In Alberta and across similar regional markets, many successful community events do best with entertainers who know how to bridge professionalism and approachability. That middle ground matters. People want a polished show, but they also want to feel the performer understands the community they are standing in.

Why broad appeal often wins

Community entertainment is one of the few spaces where broad appeal is not a compromise. It is a strength. The best acts for these settings can reach country listeners, classic rock fans, gospel audiences, and people who simply want a memorable night out. That takes range, but it also takes restraint. Not every event needs edge. Many need warmth, confidence, and songs people carry with them.

That is why seasoned showmanship still matters. A performer who can move from humor to heartfelt material, from familiar favorites to well-placed originals, gives an event more texture. One strong example of that approach is the kind of tribute-driven live show that blends recognizable music, audience engagement, and practiced stagecraft with the instincts of a real working musician.

Booking for long-term success, not just one night

The strongest event organizers think beyond a single date. If an entertainer delivers a great audience experience, works well with volunteers and staff, and helps the night feel smooth, that relationship has value. Repeat bookings reduce uncertainty. They also help build continuity for your audience.

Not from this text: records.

impl<'a, 'v> Run<'a, 'v> {
    fn new(matcher: &ValueMatcher<'a>, values: &'v [CssStyleValue], record: bool) -> Self {
        Self {
            cache: matcher.cache,
            forbidden_idents: matcher.forbidden_idents,
            max_depth: matcher.max_depth,
            values,
            record,
            suggestions: Vec::new(),
            seeds: HashMap::new(),
            ranges: Vec::new(),
            depth: 0,
        }
    }

    fn match_definition(&mut self, definition: &ValueDefinition, pos: usize) -> Ends {
        let mut ends = if definition.has_default_multiplier() {
            self.match_once(definition, pos)
        } else {
            self.match_repeated(definition, pos)
        };
        if definition.required {
            ends.remove(&pos);
        }
        ends
    }

    /// Repetitions within the quantifier, separated by the `#` separator
    fn match_repeated(&mut self, definition: &ValueDefinition, pos: usize) -> Ends {
        let quantifier = definition.quantifier;
        let mut result = Ends::new();
        if quantifier.min == 0 {
            result.insert(pos);
        }

        let values = self.values;
        let mut frontier = Ends::from([pos]);
        let mut count = 0;
        while !frontier.is_empty() && quantifier.allows_more(count) {
            let mut next = Ends::new();
            for &p in &frontier {
                let start = match definition.separator {
                    Some(separator) if count > 0 => match values.get(p) {
                        Some(value) if value.is_separator(separator) => p + 1,
                        Some(_) => continue,
                        None => {
                            self.suggest(Suggestion::Delimiter(separator.to_string()));
                            continue;
                        }
                    },
                    _ => p,
                };
                next.extend(self.match_once(definition, start));
            }
            count += 1;

            // Positions already reached with enough repetitions need no second visit
            if count >= quantifier.min {
                next.retain(|p| !result.contains(p));
                result.extend(next.iter().copied());
            }
            frontier = next;
        }
        result
    }

    fn match_once(&mut self, definition: &ValueDefinition, pos: usize) -> Ends {
        match &definition.kind {
            DefinitionKind::Literal { content } => self.match_literal(content, pos),
            DefinitionKind::String { content } => self.match_literal(content, pos),
            DefinitionKind::DataType { name, range } => self.match_data_type(name, range.as_ref(), pos),
            DefinitionKind::PropertyReference { name } => self
                .match_reference(CacheKey::property(name), None, pos)
                .unwrap_or_default(),
            DefinitionKind::FunctionCall { name, content } => self.match_function(name, content, pos),
            DefinitionKind::OrderedSequence { content } => self.match_sequence(content, pos),
            DefinitionKind::Alternation { content } => {
                let mut ends = Ends::new();
                for branch in content {
                    ends.extend(self.match_definition(branch, pos));
                }
                ends
            }
            DefinitionKind::UnorderedSequence { content } => self.match_permutation(content, true, pos),
            DefinitionKind::Subset { content } => self.match_permutation(content, false, pos),
        }
    }

    fn match_sequence(&mut self, content: &[ValueDefinition], pos: usize) -> Ends {
        let mut positions = Ends::from([pos]);
        for child in content {
            let mut next = Ends::new();
            for &p in &positions {
                next.extend(self.match_definition(child, p));
            }
            positions = next;
            if positions.is_empty() {
                break;
            }
        }
        positions
    }

    /// `&&` when `all`, otherwise `||`
    fn match_permutation(&mut self, content: &[ValueDefinition], all: bool, pos: usize) -> Ends {
        let mut memo = HashMap::new();
        let remaining: Vec<usize> = (0..content.len()).collect();
        self.permute(content, all, remaining, pos, &mut memo)
    }

    fn permute(
        &mut self,
        content: &[ValueDefinition],
        all: bool,
        remaining: Vec<usize>,
        pos: usize,
        memo: &mut HashMap<(Vec<usize>, usize), Ends>,
    ) -> Ends {
        if let Some(ends) = memo.get(&(remaining.clone(), pos)) {
            return ends.clone();
        }

        let mut ends = Ends::new();
        let consumed_any = remaining.len() < content.len();
        if remaining.is_empty() || (!all && consumed_any) {
            ends.insert(pos);
        }
        for (i, &child) in remaining.iter().enumerate() {
            let rest: Vec<usize> = remaining
                .iter()
                .enumerate()
                .filter(|&(j, _)| j != i)
                .map(|(_, &c)| c)
                .collect();
            for end in self.match_definition(&content[child], pos) {
                ends.extend(self.permute(content, all, rest.clone(), end, memo));
            }
        }

        memo.insert((remaining, pos), ends.clone());
        ends
    }

    fn match_literal(&mut self, content: &str, pos: usize) -> Ends {
        let delimiter = !content.starts_with(|c: char| c.is_alphabetic() || c == '-');
        let values = self.values;
        let Some(value) = values.get(pos) else {
            self.suggest(if delimiter {
                Suggestion::Delimiter(content.to_string())
            } else {
                Suggestion::Keyword(content.to_string())
            });
            return Ends::new();
        };

        let accepted = match value {
            CssStyleValue::Keyword(k) => content.eq_ignore_ascii_case(k),
            CssStyleValue::Separator(c) => content.len() == c.len_utf8() && content.starts_with(*c),
            value => !delimiter && value.is_substitution(),
        };
        single(accepted, pos)
    }

    fn match_data_type(&mut self, name: &str, range: Option<&DataRange>, pos: usize) -> Ends {
        if let Some(ends) = self.match_reference(CacheKey::syntax(name), range, pos) {
            return ends;
        }
        let values = self.values;
        let Some(value) = values.get(pos) else {
            self.suggest(match name.strip_suffix("()") {
                Some(function) => Suggestion::Function(function.to_string()),
                None => Suggestion::DataType(name.to_string()),
            });
            return Ends::new();
        };
        single(self.primitive(name, range, value), pos)
    }

    /// Expand a cached definition. `None` when the key has no parsed definition.
    /// Left recursion grows a seed: a reference re-entered at the position it
    /// started from sees the ends found so far, and its definition is matched
    /// again until no new end appears.
    fn match_reference(&mut self, key: CacheKey, range: Option<&DataRange>, pos: usize) -> Option<Ends> {
        let cache = self.cache;
        let definition = cache.definition(&key)?;
        let guard = (key, pos);
        if let Some(seed) = self.seeds.get_mut(&guard) {
            seed.reentered = true;
            return Some(seed.ends.clone());
        }
        if self.depth >= self.max_depth {
            debug!(reference = %guard.0, pos, "reference nesting too deep");
            return Some(Ends::new());
        }

        self.seeds.insert(guard.clone(), Seed::default());
        self.depth += 1;
        if let Some(range) = range {
            self.ranges.push(*range);
        }
        let mut ends = self.match_definition(definition, pos);
        while let Some(seed) = self.seeds.get_mut(&guard) {
            if !seed.reentered || ends.is_subset(&seed.ends) {
                break;
            }
            seed.ends.extend(ends.iter().copied());
            seed.reentered = false;
            debug!(reference = %guard.0, pos, ends = seed.ends.len(), "growing left-recursive match");
            ends = self.match_definition(definition, pos);
        }
        if range.is_some() {
            self.ranges.pop();
        }
        self.depth -= 1;
        if let Some(seed) = self.seeds.remove(&guard) {
            ends.extend(seed.ends);
        }
        Some(ends)
    }

    fn match_function(&mut self, name: &str, content: &[ValueDefinition], pos: usize) -> Ends {
        let values = self.values;
        let Some(value) = values.get(pos) else {
            self.suggest(Suggestion::Function(name.to_string()));
            return Ends::new();
        };

        let accepted = match value {
            CssStyleValue::Function(f) if f.is_named(name) => {
                f.family == FunctionFamily::Math
                    || (f.is_named("url") && f.arguments.is_empty())
                    || self.match_arguments(content, &f.arguments)
            }
            CssStyleValue::Color(color) => color
                .text
                .get(..name.len())
                .is_some_and(|prefix| prefix.eq_ignore_ascii_case(name))
                && color.text[name.len()..].starts_with('('),
            _ => false,
        };
        single(accepted, pos)
    }

    /// Whether function arguments fully match the function's content
    fn match_arguments(&mut self, content: &[ValueDefinition], arguments: &[CssStyleValue]) -> bool {
        let mut run = Run {
            cache: self.cache,
            forbidden_idents: self.forbidden_idents,
            max_depth: self.max_depth,
            values: arguments,
            record: false,
            suggestions: Vec::new(),
            seeds: HashMap::new(),
            ranges: Vec::new(),
            depth: self.depth,
        };
        run.match_sequence(content, 0).contains(&arguments.len())
    }

    /// Whether a single value is an instance of a basic data type
    fn primitive(&self, name: &str, range: Option<&DataRange>, value: &CssStyleValue) -> bool {
        if value.is_substitution() {
            return true;
        }
        let range = range.or(self.ranges.last());
        let in_range = |n: &CssUnitValue| range.map_or(true, |r| r.contains(n.value));
        let numeric = |categories: &[UnitCategory], zero: bool| match value {
            CssStyleValue::Numeric(n) => {
                (categories.contains(&n.category()) || (zero && n.is_zero())) && in_range(n)
            }
            other => other.is_math(),
        };

        match name {
            "length" => numeric(&[UnitCategory::Length], true),
            "percentage" => numeric(&[UnitCategory::Percent], false),
            "length-percentage" => numeric(&[UnitCategory::Length, UnitCategory::Percent], true),
            "number" => numeric(&[UnitCategory::Number], false),
            "integer" => match value {
                CssStyleValue::Numeric(n) => n.is_integer() && in_range(n),
                other => other.is_math(),
            },
            "zero" => value.as_numeric().is_some_and(CssUnitValue::is_zero),
            "angle" => numeric(&[UnitCategory::Angle], true),
            "angle-percentage" => numeric(&[UnitCategory::Angle, UnitCategory::Percent], true),
            "time" => numeric(&[UnitCategory::Time], false),
            "frequency" => numeric(&[UnitCategory::Frequency], false),
            "resolution" => numeric(&[UnitCategory::Resolution], false),
            "flex" => numeric(&[UnitCategory::Flex], false),
            "color" | "named-color" | "hex-color" | "system-color" | "deprecated-system-color" => is_color(value),
            "string" => matches!(value, CssStyleValue::String(_)),
            "url" => is_url(value),
            "image" => {
                is_url(value)
                    || value
                        .as_function()
                        .is_some_and(|f| f.family == FunctionFamily::Image)
            }
            "custom-ident" => value.as_keyword().is_some_and(|k| {
                !value.is_css_wide_keyword()
                    && !k.eq_ignore_ascii_case("default")
                    && !self.forbidden_idents.iter().any(|f| f.eq_ignore_ascii_case(k))
            }),
            "dashed-ident" => matches!(value, CssStyleValue::VariableReference(_)),
            "ident" => value.as_keyword().is_some(),
            "declaration-value" | "declaration-list" | "any-value" => true,
            other => match other.strip_suffix("()") {
                Some(function) => value.as_function().is_some_and(|f| f.is_named(function)),
                None => false,
            },
        }
    }

    fn suggest(&mut self, suggestion: Suggestion) {
        if self.record && !self.suggestions.contains(&suggestion) {
            self.suggestions.push(suggestion);
        }
    }
}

A dependable artist can become part of the identity of a series, venue, or annual event. That does not mean booking the same show every time. It means finding professionals who can earn trust and grow with your programming. When an act brings both entertainment value and artistic credibility, you are not just filling a slot. You are building audience confidence in what your event represents.

The best booking choice usually comes down to a simple question: will this performer make the audience feel they were in good hands? If the answer is yes, you are already much closer to a successful night than any low fee or flashy promise can get you. Book with the room in mind, trust experience, and give your community a show that meets them where they are and lifts the evening above ordinary.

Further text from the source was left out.